* **Your goal**:
Copy each line of the entries beneath that contains the word "StratusConfig".

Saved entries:
•••
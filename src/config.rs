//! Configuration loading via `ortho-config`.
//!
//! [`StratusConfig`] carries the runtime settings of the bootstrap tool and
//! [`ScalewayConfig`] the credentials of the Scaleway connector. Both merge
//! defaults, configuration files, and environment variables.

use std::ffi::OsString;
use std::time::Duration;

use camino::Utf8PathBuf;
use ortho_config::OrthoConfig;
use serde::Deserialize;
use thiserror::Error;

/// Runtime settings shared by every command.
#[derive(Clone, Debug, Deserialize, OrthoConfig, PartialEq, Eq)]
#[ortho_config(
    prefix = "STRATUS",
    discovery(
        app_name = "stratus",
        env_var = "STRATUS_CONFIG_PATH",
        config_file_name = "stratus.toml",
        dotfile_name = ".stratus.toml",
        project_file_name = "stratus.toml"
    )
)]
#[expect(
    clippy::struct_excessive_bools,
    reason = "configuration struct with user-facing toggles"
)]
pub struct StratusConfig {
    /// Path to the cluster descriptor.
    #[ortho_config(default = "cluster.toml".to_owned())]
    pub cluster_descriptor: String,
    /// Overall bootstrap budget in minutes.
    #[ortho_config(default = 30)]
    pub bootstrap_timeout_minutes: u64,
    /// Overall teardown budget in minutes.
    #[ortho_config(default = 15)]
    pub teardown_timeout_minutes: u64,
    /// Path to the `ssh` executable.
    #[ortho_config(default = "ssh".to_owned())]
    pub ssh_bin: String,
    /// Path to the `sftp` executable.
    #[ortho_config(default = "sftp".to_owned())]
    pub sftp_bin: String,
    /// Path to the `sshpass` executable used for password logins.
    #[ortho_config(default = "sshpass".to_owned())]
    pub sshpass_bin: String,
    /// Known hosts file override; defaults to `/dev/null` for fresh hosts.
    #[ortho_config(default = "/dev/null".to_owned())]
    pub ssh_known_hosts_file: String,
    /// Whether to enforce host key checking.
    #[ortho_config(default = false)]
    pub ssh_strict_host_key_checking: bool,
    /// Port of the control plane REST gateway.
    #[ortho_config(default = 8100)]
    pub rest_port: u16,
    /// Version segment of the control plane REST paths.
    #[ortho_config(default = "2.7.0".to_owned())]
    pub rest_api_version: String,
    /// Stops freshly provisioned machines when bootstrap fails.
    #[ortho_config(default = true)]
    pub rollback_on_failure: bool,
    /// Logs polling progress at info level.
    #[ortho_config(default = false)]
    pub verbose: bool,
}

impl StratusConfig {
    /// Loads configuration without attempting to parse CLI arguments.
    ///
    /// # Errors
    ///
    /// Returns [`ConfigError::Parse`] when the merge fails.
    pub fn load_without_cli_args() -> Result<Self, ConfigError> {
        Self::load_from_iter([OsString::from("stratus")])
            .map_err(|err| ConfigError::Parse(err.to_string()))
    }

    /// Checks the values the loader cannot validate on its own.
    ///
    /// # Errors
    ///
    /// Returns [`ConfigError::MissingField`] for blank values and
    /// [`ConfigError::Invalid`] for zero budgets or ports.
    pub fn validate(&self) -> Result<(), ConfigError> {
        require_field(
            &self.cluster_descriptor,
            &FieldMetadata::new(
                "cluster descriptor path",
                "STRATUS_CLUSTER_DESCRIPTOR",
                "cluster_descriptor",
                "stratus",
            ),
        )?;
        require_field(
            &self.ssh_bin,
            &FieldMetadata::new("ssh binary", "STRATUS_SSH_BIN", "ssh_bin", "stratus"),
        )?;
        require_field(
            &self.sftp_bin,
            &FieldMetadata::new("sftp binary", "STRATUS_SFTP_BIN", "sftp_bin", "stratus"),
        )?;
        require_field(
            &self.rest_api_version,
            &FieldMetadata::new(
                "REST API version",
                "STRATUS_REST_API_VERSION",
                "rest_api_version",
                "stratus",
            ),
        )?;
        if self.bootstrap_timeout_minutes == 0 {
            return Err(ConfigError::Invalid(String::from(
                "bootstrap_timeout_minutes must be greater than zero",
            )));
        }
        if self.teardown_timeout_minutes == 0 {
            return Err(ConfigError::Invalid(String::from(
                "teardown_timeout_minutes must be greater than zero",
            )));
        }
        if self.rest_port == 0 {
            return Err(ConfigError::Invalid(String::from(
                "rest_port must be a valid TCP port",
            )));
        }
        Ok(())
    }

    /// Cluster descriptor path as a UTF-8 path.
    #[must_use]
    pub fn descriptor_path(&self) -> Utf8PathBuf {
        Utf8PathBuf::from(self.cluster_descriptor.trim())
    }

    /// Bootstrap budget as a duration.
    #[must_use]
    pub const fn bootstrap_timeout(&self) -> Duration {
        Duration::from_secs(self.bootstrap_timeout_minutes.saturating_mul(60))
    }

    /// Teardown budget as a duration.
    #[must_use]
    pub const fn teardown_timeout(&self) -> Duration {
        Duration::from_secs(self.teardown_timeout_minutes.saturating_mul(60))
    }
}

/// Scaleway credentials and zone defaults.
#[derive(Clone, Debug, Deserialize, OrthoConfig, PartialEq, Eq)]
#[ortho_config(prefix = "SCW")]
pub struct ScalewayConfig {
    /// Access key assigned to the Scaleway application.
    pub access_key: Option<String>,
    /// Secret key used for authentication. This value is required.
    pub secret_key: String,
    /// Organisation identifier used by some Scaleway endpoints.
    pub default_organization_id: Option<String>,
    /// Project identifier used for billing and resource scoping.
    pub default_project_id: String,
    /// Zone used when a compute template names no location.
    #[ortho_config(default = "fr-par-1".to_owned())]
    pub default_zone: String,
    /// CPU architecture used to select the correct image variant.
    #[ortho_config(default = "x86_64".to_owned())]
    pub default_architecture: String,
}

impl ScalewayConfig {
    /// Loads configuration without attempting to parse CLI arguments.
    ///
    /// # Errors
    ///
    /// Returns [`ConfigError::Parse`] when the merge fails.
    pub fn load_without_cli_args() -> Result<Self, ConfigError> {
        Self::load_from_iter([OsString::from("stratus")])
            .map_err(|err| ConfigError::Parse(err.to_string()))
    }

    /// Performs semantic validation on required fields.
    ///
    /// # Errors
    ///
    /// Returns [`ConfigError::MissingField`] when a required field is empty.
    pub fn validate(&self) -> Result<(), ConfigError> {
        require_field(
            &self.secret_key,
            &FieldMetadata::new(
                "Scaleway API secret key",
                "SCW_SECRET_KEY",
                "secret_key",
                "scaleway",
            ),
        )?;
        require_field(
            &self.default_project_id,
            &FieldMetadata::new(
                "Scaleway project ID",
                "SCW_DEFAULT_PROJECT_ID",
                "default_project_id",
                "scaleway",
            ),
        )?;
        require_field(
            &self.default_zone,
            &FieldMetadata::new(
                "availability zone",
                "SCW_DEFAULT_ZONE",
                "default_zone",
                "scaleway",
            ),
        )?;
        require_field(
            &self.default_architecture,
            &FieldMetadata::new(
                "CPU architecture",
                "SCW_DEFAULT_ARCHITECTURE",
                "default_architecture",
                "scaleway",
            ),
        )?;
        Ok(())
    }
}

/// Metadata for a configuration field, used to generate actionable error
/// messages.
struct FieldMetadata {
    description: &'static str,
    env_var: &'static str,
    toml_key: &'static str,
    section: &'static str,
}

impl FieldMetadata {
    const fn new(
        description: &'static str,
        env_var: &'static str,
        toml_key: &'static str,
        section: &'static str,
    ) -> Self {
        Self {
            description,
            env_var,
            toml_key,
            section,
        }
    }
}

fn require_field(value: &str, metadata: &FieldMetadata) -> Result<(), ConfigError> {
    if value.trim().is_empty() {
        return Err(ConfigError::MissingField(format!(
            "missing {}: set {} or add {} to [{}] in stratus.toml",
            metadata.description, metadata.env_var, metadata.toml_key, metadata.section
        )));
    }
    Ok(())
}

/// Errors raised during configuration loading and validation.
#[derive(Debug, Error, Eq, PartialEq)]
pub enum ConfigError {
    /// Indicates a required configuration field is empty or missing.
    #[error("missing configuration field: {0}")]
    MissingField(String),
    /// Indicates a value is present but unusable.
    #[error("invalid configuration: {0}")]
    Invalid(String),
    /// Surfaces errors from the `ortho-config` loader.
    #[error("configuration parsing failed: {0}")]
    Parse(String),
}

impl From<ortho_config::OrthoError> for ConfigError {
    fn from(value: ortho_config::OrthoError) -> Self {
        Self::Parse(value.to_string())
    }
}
•••
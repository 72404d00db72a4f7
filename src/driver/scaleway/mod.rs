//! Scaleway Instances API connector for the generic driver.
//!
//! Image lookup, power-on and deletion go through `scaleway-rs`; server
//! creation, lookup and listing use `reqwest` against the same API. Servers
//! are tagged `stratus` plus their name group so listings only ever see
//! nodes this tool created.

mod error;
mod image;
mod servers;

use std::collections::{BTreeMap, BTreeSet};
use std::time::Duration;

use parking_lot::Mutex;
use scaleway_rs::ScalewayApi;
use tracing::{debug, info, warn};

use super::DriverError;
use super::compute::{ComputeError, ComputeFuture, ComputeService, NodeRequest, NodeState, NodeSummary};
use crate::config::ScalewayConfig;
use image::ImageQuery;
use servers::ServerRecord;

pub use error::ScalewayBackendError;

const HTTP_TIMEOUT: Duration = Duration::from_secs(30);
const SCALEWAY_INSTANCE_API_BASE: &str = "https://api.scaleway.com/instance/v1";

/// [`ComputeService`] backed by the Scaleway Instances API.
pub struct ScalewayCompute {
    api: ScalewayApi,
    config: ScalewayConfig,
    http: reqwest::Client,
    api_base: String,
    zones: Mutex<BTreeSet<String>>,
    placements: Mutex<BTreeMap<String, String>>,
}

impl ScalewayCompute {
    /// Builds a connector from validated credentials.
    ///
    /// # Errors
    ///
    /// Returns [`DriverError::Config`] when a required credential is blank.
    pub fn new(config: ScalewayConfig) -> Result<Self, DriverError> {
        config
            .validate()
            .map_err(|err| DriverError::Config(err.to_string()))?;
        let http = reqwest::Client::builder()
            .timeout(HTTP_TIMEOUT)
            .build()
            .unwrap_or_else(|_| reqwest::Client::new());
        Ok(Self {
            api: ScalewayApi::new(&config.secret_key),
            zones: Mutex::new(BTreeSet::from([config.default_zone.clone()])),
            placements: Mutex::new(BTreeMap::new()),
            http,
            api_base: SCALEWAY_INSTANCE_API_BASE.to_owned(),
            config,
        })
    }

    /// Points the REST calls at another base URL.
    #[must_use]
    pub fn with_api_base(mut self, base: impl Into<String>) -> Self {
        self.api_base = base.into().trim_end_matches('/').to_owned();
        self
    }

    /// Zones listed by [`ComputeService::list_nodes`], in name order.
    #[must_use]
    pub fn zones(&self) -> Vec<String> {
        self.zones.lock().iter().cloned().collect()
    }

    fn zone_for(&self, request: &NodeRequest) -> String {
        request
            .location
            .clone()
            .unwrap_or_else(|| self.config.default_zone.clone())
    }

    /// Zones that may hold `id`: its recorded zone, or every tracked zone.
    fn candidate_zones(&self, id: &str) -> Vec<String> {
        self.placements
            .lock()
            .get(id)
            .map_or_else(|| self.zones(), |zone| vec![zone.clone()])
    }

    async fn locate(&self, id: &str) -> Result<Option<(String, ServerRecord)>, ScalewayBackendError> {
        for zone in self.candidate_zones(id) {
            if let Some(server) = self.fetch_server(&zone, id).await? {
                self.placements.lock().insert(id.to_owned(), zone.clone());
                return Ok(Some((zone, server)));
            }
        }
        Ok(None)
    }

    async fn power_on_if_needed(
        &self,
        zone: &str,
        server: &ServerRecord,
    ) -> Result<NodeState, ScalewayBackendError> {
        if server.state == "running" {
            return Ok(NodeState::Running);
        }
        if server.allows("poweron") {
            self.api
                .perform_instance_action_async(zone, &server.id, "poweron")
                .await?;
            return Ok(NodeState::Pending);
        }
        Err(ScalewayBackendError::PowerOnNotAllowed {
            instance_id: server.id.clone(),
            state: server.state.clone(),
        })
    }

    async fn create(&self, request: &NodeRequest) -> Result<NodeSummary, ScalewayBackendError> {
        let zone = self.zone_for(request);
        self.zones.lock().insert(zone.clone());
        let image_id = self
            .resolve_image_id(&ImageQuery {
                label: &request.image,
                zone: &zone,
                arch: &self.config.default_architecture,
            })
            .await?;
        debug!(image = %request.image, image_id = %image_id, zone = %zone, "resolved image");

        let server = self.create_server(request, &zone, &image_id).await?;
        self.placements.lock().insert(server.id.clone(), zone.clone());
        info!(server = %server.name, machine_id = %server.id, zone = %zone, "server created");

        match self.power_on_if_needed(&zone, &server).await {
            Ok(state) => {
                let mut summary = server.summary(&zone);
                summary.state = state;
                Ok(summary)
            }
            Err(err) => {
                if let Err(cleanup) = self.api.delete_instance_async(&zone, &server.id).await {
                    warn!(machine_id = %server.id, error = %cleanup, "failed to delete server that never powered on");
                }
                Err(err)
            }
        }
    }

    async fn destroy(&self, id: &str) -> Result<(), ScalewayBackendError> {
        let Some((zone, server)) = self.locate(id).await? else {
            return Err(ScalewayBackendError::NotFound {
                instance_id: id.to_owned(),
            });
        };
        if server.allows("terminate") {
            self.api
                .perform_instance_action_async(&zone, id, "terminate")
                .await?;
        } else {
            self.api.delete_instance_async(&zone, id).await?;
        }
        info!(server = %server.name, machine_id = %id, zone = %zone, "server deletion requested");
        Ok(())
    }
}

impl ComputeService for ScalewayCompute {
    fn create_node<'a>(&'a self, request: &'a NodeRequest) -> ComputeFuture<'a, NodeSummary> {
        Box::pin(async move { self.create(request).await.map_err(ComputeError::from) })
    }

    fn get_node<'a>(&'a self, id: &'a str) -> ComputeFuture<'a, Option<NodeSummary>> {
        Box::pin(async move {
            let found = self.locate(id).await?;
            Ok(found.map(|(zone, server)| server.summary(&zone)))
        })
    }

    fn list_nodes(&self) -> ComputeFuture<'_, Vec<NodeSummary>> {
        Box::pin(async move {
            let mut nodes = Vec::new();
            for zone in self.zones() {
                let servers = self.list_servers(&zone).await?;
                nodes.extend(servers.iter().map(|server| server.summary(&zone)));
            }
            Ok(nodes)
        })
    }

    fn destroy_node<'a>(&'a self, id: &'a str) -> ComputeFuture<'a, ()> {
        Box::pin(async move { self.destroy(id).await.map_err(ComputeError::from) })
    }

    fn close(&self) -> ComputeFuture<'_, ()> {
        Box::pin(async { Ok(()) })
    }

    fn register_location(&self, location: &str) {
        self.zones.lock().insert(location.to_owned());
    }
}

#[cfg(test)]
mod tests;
•••
* **Exercise output**:
//! [`StratusConfig`] carries the runtime settings of the bootstrap tool and
pub struct StratusConfig {
impl StratusConfig {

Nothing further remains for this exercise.